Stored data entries
━━━━━━━━
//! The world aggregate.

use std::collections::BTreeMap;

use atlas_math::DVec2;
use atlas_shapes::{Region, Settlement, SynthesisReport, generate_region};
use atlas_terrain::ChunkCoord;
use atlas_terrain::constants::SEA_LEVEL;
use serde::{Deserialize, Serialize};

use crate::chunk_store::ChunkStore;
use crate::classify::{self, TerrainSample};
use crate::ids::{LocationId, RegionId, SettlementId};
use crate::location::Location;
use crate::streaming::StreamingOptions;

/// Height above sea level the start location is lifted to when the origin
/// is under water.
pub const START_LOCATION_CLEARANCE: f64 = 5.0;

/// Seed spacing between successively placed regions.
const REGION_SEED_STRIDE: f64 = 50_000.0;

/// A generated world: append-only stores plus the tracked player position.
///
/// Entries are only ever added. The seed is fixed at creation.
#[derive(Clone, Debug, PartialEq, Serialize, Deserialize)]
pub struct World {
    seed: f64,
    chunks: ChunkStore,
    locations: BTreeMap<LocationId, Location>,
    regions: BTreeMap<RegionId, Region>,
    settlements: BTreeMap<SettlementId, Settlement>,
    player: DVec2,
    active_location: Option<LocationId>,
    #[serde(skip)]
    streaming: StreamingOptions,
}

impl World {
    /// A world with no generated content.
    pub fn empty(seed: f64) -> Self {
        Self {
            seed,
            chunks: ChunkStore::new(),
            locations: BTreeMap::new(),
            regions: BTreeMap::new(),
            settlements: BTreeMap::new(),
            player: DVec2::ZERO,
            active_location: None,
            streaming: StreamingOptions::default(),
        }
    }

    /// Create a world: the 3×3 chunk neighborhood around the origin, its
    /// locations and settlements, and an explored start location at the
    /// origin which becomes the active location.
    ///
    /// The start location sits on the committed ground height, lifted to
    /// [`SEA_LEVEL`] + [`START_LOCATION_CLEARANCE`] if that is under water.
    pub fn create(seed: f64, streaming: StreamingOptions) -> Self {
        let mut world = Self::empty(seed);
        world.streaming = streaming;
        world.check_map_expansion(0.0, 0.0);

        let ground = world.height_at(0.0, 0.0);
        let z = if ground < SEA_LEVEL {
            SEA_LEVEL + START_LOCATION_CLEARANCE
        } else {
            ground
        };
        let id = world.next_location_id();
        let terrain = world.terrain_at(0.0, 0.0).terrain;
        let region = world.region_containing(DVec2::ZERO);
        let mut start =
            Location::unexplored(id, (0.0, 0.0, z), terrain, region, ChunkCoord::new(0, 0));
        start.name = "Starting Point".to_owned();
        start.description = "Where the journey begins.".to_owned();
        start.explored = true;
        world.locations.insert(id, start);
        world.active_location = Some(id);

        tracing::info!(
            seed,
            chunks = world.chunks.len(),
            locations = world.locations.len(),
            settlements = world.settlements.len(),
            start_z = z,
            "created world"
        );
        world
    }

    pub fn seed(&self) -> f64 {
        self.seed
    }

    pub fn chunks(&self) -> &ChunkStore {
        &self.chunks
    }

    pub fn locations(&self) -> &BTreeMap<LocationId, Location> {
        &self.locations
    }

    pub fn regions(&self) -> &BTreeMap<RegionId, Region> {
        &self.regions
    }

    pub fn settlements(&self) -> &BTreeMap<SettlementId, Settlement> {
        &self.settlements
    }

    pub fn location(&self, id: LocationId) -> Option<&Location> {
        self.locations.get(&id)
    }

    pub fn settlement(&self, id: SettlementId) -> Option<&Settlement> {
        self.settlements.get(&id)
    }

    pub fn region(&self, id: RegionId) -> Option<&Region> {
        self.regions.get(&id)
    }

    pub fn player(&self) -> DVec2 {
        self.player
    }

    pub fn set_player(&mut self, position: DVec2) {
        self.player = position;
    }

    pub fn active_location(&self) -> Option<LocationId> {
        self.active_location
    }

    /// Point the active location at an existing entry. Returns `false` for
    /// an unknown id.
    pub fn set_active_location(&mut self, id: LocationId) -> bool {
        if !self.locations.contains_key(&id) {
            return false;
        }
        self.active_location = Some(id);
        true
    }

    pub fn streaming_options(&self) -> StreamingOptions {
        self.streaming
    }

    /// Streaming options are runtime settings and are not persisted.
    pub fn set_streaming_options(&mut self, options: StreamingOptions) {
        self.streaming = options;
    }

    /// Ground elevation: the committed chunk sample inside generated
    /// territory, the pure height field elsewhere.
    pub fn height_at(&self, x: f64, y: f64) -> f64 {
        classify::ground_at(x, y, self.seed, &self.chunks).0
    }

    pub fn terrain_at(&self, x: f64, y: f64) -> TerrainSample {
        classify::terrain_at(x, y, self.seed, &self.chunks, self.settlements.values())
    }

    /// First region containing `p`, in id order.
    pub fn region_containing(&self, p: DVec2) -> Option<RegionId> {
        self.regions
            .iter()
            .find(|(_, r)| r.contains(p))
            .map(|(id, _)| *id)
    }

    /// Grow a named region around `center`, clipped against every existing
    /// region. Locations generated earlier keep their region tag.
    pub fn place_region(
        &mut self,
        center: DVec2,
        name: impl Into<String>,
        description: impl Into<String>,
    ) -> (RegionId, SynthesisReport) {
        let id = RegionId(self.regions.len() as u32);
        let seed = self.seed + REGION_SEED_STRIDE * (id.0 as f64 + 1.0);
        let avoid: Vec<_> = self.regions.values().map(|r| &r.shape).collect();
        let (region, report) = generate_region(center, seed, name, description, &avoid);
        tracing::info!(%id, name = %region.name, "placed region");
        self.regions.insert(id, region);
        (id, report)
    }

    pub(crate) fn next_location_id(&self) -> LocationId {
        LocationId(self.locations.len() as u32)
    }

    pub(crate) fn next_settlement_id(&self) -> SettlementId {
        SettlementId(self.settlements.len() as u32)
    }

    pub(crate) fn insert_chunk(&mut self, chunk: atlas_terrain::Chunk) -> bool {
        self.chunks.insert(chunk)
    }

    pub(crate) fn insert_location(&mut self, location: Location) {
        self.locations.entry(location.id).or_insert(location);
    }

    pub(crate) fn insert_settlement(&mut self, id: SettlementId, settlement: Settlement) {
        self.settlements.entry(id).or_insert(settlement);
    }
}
━━━━━━━━
(Exercise goal) An exact copy of every entry is the expected result.

(Answer box)
//! The world aggregate.

use std::collections::BTreeMap;

use atlas_math::DVec2;
use atlas_shapes::{Region, Settlement, SynthesisReport, generate_region};
use atlas_terrain::ChunkCoord;
use atlas_terrain::constants::SEA_LEVEL;
use serde::{Deserialize, Serialize};

use crate::chunk_store::ChunkStore;
use crate::classify::{self, TerrainSample};
use crate::ids::{LocationId, RegionId, SettlementId};
use crate::location::Location;
use crate::streaming::StreamingOptions;

/// Height above sea level the start location is lifted to when the origin
/// is under water.
pub const START_LOCATION_CLEARANCE: f64 = 5.0;

/// Seed spacing between successively placed regions.
const REGION_SEED_STRIDE: f64 = 50_000.0;

/// A generated world: append-only stores plus the tracked player position.
///
/// Entries are only ever added. The seed is fixed at creation.
#[derive(Clone, Debug, PartialEq, Serialize, Deserialize)]
pub struct World {
    seed: f64,
    chunks: ChunkStore,
    locations: BTreeMap<LocationId, Location>,
    regions: BTreeMap<RegionId, Region>,
    settlements: BTreeMap<SettlementId, Settlement>,
    player: DVec2,
    active_location: Option<LocationId>,
    #[serde(skip)]
    streaming: StreamingOptions,
}

impl World {
    /// A world with no generated content.
    pub fn empty(seed: f64) -> Self {
        Self {
            seed,
            chunks: ChunkStore::new(),
            locations: BTreeMap::new(),
            regions: BTreeMap::new(),
            settlements: BTreeMap::new(),
            player: DVec2::ZERO,
            active_location: None,
            streaming: StreamingOptions::default(),
        }
    }

    /// Create a world: the 3×3 chunk neighborhood around the origin, its
    /// locations and settlements, and an explored start location at the
    /// origin which becomes the active location.
    ///
    /// The start location sits on the committed ground height, lifted to
    /// [`SEA_LEVEL`] + [`START_LOCATION_CLEARANCE`] if that is under water.
    pub fn create(seed: f64, streaming: StreamingOptions) -> Self {
        let mut world = Self::empty(seed);
        world.streaming = streaming;
        world.check_map_expansion(0.0, 0.0);

        let ground = world.height_at(0.0, 0.0);
        let z = if ground < SEA_LEVEL {
            SEA_LEVEL + START_LOCATION_CLEARANCE
        } else {
            ground
        };
        let id = world.next_location_id();
        let terrain = world.terrain_at(0.0, 0.0).terrain;
        let region = world.region_containing(DVec2::ZERO);
        let mut start =
            Location::unexplored(id, (0.0, 0.0, z), terrain, region, ChunkCoord::new(0, 0));
        start.name = "Starting Point".to_owned();
        start.description = "Where the journey begins.".to_owned();
        start.explored = true;
        world.locations.insert(id, start);
        world.active_location = Some(id);

        tracing::info!(
            seed,
            chunks = world.chunks.len(),
            locations = world.locations.len(),
            settlements = world.settlements.len(),
            start_z = z,
            "created world"
        );
        world
    }

    pub fn seed(&self) -> f64 {
        self.seed
    }

    pub fn chunks(&self) -> &ChunkStore {
        &self.chunks
    }

    pub fn locations(&self) -> &BTreeMap<LocationId, Location> {
        &self.locations
    }

    pub fn regions(&self) -> &BTreeMap<RegionId, Region> {
        &self.regions
    }

    pub fn settlements(&self) -> &BTreeMap<SettlementId, Settlement> {
        &self.settlements
    }

    pub fn location(&self, id: LocationId) -> Option<&Location> {
        self.locations.get(&id)
    }

    pub fn settlement(&self, id: SettlementId) -> Option<&Settlement> {
        self.settlements.get(&id)
    }

    pub fn region(&self, id: RegionId) -> Option<&Region> {
        self.regions.get(&id)
    }

    pub fn player(&self) -> DVec2 {
        self.player
    }

    pub fn set_player(&mut self, position: DVec2) {
        self.player = position;
    }

    pub fn active_location(&self) -> Option<LocationId> {
        self.active_location
    }

    /// Point the active location at an existing entry. Returns `false` for
    /// an unknown id.
    pub fn set_active_location(&mut self, id: LocationId) -> bool {
        if !self.locations.contains_key(&id) {
            return false;
        }
        self.active_location = Some(id);
        true
    }

    pub fn streaming_options(&self) -> StreamingOptions {
        self.streaming
    }

    /// Streaming options are runtime settings and are not persisted.
    pub fn set_streaming_options(&mut self, options: StreamingOptions) {
        self.streaming = options;
    }

    /// Ground elevation: the committed chunk sample inside generated
    /// territory, the pure height field elsewhere.
    pub fn height_at(&self, x: f64, y: f64) -> f64 {
        classify::ground_at(x, y, self.seed, &self.chunks).0
    }

    pub fn terrain_at(&self, x: f64, y: f64) -> TerrainSample {
        classify::terrain_at(x, y, self.seed, &self.chunks, self.settlements.values())
    }

    /// First region containing `p`, in id order.
    pub fn region_containing(&self, p: DVec2) -> Option<RegionId> {
        self.regions
            .iter()
            .find(|(_, r)| r.contains(p))
            .map(|(id, _)| *id)
    }

    /// Grow a named region around `center`, clipped against every existing
    /// region. Locations generated earlier keep their region tag.
    pub fn place_region(
        &mut self,
        center: DVec2,
        name: impl Into<String>,
        description: impl Into<String>,
    ) -> (RegionId, SynthesisReport) {
        let id = RegionId(self.regions.len() as u32);
        let seed = self.seed + REGION_SEED_STRIDE * (id.0 as f64 + 1.0);
        let avoid: Vec<_> = self.regions.values().map(|r| &r.shape).collect();
        let (region, report) = generate_region(center, seed, name, description, &avoid);
        tracing::info!(%id, name = %region.name, "placed region");
        self.regions.insert(id, region);
        (id, report)
    }

    pub(crate) fn next_location_id(&self) -> LocationId {
        LocationId(self.locations.len() as u32)
    }

    pub(crate) fn next_settlement_id(&self) -> SettlementId {
        SettlementId(self.settlements.len() as u32)
    }

    pub(crate) fn insert_chunk(&mut self, chunk: atlas_terrain::Chunk) -> bool {
        self.chunks.insert(chunk)
    }

    pub(crate) fn insert_location(&mut self, location: Location) {
        self.locations.entry(location.id).or_insert(location);
    }

    pub(crate) fn insert_settlement(&mut self, id: SettlementId, settlement: Settlement) {
        self.settlements.entry(id).or_insert(settlement);
    }
}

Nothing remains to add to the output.